When scanning the data, count every line with "enum" in it, and report only the resulting number.

(Stored items)
════
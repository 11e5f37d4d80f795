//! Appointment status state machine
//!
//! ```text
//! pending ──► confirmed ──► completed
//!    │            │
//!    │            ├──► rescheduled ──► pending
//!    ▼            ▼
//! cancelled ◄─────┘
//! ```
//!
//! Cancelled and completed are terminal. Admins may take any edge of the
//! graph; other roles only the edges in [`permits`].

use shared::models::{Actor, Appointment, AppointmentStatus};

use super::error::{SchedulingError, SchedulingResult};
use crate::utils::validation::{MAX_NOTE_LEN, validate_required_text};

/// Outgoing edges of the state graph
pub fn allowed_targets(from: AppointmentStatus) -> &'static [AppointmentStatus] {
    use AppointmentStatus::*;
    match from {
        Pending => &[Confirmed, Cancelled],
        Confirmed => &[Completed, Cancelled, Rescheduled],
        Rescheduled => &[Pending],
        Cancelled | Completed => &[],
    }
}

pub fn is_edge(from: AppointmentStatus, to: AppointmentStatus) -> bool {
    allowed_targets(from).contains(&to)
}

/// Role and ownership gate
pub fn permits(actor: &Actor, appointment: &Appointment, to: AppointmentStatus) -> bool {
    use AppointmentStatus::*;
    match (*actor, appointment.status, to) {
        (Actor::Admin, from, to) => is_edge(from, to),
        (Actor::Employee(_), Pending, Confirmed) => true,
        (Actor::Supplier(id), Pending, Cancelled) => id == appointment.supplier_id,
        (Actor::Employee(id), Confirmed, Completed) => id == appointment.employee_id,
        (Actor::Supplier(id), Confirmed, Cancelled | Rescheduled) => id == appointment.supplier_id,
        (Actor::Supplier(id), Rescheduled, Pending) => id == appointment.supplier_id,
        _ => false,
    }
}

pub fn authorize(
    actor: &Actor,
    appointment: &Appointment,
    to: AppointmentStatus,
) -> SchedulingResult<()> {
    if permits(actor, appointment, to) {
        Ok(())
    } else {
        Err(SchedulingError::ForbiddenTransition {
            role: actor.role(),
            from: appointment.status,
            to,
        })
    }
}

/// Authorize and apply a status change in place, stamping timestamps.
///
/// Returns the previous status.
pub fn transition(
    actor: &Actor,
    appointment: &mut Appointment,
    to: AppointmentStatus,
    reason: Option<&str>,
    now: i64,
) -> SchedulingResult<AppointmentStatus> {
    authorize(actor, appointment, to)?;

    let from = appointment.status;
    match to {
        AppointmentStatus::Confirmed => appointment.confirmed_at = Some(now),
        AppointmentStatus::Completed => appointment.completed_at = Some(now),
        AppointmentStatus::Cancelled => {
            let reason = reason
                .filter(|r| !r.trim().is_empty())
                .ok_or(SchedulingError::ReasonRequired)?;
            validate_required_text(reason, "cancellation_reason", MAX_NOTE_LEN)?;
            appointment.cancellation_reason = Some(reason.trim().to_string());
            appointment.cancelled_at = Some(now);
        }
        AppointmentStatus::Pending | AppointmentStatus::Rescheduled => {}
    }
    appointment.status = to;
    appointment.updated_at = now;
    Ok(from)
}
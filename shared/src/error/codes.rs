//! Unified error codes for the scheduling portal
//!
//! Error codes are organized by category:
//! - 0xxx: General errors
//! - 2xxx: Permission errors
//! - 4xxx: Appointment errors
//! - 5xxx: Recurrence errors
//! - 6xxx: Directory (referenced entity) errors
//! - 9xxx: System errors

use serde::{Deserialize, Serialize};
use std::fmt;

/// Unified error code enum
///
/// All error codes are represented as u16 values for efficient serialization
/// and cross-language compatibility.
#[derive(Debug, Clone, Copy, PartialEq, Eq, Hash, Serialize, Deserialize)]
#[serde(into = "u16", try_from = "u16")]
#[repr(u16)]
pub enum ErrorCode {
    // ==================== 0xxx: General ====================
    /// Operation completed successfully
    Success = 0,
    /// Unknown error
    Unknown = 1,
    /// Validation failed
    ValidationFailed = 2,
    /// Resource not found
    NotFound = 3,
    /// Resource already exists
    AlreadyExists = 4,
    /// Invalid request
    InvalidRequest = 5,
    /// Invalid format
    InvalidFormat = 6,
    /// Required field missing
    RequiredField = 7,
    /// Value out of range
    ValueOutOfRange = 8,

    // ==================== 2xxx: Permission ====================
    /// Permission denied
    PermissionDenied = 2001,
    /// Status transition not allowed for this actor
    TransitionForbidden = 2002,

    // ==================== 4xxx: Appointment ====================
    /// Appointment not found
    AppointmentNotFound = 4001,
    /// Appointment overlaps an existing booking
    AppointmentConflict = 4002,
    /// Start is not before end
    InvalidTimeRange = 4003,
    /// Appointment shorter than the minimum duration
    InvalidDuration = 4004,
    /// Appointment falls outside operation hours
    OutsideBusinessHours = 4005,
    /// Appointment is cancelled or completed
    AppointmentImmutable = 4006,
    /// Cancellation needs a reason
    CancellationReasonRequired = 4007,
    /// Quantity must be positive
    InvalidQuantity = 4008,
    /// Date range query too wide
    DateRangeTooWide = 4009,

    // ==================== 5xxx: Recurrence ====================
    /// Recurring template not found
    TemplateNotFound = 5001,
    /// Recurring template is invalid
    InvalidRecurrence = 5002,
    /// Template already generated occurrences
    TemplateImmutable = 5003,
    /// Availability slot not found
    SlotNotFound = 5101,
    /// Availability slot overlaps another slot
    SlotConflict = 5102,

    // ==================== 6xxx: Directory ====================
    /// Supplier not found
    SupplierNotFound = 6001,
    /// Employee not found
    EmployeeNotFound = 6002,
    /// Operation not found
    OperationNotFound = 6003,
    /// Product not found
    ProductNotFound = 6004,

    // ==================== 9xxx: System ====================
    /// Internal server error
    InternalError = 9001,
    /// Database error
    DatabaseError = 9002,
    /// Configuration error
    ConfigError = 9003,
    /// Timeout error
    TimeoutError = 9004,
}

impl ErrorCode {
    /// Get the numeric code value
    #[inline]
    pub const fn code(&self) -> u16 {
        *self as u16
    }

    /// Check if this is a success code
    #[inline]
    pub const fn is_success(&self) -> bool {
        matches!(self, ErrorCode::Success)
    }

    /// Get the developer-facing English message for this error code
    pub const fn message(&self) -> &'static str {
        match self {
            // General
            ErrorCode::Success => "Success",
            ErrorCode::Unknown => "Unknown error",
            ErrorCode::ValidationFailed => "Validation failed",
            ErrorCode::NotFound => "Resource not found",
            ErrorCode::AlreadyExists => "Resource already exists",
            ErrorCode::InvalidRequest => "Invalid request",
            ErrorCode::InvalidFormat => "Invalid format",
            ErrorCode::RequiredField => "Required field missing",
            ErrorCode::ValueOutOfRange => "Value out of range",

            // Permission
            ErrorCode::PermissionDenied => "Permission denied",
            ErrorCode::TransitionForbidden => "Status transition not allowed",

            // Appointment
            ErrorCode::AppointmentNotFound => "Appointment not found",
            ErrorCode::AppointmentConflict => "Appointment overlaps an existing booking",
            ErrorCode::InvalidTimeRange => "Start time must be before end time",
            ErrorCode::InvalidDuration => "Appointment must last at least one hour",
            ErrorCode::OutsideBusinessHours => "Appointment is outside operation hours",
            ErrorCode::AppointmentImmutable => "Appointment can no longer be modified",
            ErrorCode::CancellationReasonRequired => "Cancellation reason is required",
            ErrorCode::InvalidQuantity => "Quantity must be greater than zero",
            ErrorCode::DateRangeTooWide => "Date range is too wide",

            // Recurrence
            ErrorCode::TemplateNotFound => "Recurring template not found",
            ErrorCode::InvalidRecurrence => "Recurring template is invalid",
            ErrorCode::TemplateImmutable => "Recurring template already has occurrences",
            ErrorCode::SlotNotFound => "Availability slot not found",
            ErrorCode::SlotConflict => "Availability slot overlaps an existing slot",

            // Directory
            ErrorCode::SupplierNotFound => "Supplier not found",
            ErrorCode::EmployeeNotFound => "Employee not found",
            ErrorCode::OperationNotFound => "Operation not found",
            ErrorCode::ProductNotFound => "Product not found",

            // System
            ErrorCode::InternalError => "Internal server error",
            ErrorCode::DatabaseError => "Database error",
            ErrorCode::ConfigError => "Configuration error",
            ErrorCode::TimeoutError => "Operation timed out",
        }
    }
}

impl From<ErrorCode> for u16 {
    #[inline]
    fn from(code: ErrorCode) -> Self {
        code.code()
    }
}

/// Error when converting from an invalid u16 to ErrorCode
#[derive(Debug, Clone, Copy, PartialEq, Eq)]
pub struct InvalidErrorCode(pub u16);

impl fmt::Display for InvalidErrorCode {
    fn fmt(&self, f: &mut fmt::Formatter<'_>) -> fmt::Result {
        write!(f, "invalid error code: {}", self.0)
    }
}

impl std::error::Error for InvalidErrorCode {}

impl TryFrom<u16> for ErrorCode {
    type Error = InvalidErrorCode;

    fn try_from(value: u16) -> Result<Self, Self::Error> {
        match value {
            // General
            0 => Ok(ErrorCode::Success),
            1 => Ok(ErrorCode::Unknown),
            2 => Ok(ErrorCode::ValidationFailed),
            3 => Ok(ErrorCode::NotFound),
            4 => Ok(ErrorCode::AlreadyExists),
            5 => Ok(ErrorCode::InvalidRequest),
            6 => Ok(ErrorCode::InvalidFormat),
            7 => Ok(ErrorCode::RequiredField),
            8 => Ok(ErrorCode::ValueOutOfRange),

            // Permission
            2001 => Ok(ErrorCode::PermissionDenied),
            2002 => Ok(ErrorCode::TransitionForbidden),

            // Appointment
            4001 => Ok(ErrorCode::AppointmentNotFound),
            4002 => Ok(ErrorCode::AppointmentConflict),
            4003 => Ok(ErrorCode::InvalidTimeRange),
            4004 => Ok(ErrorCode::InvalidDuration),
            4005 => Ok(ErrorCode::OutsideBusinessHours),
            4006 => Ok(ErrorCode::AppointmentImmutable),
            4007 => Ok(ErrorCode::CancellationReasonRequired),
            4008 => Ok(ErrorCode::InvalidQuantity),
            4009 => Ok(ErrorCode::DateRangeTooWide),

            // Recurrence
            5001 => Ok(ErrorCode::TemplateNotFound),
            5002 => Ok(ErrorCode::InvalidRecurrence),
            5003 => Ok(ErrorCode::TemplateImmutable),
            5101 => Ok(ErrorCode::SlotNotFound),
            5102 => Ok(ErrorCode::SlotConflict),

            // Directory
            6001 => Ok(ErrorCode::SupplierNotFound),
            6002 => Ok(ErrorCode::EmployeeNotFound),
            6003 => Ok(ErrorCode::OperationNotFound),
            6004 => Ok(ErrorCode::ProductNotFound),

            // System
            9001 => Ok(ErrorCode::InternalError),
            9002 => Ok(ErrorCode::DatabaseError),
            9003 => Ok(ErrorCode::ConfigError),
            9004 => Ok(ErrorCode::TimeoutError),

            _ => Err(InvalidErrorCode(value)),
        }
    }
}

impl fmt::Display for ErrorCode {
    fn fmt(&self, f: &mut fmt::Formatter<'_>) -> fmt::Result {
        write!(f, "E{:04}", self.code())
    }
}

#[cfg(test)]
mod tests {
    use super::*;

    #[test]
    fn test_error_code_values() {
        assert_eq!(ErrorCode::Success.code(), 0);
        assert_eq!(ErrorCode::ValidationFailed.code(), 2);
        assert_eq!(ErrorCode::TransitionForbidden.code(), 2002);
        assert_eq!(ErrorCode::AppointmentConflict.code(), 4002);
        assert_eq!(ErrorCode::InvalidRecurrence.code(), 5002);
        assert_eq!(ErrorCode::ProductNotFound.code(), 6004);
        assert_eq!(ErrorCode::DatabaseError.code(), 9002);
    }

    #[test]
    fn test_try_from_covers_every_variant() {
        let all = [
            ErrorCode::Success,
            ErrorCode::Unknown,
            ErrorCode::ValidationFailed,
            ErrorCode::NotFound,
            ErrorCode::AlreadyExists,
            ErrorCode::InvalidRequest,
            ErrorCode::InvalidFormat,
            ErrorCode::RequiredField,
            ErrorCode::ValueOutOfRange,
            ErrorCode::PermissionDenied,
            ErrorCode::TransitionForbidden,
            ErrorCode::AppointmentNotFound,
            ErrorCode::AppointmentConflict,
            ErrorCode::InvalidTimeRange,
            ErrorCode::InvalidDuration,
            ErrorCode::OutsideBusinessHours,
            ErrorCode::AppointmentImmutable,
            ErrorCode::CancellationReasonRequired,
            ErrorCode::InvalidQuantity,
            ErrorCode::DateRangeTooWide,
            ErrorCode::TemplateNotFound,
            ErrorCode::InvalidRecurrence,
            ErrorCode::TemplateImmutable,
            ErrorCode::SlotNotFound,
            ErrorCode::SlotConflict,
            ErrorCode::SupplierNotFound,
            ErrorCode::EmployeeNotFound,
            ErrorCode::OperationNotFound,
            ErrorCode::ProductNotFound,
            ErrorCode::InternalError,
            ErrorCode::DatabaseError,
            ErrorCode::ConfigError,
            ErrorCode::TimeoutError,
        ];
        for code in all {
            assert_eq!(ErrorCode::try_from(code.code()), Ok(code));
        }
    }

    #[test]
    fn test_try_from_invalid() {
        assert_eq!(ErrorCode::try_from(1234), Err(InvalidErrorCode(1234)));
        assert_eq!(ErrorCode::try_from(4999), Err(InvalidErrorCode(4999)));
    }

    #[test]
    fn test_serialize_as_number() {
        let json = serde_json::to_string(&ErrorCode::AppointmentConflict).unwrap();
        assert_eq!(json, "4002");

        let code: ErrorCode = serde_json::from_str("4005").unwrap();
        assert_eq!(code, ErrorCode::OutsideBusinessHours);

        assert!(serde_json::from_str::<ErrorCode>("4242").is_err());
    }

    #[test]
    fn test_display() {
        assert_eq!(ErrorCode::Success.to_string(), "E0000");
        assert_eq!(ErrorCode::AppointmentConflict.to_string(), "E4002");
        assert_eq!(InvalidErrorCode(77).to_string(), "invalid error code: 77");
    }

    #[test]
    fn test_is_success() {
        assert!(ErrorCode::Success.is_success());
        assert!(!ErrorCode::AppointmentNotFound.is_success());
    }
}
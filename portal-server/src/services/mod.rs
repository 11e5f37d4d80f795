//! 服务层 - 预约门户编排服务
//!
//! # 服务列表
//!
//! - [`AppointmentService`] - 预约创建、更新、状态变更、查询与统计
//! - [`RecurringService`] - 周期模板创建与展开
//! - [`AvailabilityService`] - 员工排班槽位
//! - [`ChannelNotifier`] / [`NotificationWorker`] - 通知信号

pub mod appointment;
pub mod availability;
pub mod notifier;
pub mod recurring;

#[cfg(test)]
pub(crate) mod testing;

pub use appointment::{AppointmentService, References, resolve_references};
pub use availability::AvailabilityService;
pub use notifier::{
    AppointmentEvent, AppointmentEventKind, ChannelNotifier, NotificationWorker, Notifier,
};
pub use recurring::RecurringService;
════
- _Task answer_
2